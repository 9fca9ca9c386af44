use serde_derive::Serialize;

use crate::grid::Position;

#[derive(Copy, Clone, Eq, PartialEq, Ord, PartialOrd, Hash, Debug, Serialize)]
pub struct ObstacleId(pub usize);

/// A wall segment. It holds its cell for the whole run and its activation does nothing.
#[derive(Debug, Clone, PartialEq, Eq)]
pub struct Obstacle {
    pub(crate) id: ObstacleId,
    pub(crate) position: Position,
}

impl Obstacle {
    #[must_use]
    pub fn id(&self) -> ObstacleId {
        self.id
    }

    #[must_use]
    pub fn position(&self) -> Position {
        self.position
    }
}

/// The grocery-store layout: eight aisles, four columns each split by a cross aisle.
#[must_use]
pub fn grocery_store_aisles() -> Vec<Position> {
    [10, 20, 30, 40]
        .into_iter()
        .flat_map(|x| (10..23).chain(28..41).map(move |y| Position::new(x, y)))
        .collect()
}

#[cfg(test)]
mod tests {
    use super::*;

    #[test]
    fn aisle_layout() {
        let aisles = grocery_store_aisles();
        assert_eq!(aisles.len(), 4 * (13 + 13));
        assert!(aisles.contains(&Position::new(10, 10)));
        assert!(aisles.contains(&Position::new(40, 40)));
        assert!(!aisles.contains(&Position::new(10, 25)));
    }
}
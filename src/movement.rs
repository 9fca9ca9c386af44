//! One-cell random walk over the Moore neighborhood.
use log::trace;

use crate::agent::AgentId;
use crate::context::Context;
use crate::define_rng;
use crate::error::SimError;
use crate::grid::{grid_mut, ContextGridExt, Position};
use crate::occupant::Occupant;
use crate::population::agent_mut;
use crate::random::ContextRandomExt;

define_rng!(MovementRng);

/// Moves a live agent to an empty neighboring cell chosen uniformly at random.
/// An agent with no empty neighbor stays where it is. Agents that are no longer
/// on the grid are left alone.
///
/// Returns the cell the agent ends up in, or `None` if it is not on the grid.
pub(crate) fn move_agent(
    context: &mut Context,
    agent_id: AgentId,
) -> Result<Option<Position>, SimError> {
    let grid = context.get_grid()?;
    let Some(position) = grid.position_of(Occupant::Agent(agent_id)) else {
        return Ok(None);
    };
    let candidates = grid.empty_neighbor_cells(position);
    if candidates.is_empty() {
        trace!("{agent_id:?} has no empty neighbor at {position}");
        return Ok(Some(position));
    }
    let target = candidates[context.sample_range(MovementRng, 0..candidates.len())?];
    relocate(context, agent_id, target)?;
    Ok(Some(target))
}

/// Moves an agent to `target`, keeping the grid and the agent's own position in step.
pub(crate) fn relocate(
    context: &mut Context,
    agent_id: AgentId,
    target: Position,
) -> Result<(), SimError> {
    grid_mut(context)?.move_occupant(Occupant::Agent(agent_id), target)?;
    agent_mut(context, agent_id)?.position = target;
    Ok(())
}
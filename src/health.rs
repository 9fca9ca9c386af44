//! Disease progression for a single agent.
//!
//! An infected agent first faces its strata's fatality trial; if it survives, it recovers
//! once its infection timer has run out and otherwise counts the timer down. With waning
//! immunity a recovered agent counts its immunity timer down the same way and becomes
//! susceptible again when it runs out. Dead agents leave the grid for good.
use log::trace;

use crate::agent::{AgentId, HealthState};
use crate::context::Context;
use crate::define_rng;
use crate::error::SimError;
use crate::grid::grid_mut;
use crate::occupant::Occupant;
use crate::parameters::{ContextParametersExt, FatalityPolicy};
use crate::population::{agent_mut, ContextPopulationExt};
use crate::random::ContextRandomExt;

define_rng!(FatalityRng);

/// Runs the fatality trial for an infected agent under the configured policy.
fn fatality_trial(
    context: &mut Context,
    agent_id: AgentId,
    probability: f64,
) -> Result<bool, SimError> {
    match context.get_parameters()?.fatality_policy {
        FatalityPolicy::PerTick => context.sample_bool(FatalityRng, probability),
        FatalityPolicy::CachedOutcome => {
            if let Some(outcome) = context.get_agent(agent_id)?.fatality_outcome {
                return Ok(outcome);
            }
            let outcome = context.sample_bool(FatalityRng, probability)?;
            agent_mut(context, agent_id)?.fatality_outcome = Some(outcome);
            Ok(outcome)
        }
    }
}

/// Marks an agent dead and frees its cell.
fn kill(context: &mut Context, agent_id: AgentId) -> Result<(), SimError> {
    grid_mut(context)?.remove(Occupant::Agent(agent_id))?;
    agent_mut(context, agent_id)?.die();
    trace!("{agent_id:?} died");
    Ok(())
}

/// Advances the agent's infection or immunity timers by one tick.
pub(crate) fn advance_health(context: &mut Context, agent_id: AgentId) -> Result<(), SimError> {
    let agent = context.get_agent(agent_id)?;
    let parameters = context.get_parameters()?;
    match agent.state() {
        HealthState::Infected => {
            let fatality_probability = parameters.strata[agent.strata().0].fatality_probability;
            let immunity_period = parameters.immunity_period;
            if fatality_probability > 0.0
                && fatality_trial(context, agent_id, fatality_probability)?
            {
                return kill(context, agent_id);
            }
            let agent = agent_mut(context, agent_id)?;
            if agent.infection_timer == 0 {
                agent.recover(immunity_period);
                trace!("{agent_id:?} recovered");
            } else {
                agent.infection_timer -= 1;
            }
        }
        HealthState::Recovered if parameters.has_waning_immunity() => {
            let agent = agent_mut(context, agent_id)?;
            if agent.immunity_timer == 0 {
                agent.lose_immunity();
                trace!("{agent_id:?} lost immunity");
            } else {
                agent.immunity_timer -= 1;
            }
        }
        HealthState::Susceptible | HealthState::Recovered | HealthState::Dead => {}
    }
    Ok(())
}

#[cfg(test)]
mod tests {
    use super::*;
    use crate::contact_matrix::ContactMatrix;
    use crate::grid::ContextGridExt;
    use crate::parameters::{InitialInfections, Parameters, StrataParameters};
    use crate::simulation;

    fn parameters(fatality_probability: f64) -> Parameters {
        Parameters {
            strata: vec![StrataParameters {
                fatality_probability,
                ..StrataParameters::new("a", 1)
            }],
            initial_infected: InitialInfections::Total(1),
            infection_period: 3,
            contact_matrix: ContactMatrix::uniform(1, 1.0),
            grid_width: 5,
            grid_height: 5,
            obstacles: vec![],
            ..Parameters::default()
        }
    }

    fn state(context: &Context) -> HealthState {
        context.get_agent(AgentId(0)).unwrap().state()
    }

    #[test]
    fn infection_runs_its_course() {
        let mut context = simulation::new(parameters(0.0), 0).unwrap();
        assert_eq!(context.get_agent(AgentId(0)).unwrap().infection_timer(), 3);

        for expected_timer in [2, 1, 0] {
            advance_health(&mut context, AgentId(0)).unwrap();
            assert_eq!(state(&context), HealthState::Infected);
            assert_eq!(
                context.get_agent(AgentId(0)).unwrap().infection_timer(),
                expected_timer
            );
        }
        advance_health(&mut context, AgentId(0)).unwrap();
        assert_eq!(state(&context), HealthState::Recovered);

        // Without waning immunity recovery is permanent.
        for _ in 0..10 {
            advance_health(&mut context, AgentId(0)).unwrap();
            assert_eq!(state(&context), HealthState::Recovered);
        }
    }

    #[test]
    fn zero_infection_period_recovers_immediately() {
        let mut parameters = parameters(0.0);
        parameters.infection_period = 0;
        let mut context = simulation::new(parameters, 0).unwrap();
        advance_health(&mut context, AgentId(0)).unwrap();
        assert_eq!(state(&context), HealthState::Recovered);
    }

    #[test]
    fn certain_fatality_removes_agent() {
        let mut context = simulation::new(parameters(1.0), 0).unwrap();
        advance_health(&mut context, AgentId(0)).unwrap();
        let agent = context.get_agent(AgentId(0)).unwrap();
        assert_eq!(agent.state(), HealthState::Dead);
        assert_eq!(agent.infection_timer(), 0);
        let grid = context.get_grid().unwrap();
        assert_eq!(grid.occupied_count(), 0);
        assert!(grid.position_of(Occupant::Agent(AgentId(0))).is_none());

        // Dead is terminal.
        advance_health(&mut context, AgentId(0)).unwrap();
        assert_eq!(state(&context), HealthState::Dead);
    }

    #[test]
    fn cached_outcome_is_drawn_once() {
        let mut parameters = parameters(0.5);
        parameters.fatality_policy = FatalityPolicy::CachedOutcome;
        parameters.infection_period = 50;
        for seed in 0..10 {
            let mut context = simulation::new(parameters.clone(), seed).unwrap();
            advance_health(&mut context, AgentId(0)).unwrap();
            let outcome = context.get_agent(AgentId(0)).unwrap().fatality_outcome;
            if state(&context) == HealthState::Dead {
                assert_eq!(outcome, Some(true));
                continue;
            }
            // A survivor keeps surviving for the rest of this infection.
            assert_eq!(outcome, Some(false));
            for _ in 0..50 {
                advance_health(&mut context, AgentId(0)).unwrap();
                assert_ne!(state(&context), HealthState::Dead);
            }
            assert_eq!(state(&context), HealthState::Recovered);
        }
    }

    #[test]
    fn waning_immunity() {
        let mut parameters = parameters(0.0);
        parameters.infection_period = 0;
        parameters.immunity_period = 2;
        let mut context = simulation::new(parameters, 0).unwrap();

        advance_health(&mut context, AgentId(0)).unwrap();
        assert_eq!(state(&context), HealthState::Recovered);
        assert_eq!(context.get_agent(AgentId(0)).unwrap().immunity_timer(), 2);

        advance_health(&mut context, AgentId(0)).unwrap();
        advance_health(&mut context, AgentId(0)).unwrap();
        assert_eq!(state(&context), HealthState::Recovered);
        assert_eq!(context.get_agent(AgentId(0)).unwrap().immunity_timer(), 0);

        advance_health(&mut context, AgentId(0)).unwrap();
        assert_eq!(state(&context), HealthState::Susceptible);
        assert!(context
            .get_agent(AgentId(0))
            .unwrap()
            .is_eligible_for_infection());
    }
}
======
PROBLEM DETAILS >>
Take the lines from the first line of the listing up to and including the line with "pub struct ObstacleId(pub usize);" and give them again exactly.

PROBLEM SOLUTION >>
repository 9fca9ca9c386af44
use serde_derive::Serialize;

use crate::grid::Position;

#[derive(Copy, Clone, Eq, PartialEq, Ord, PartialOrd, Hash, Debug, Serialize)]
pub struct ObstacleId(pub usize);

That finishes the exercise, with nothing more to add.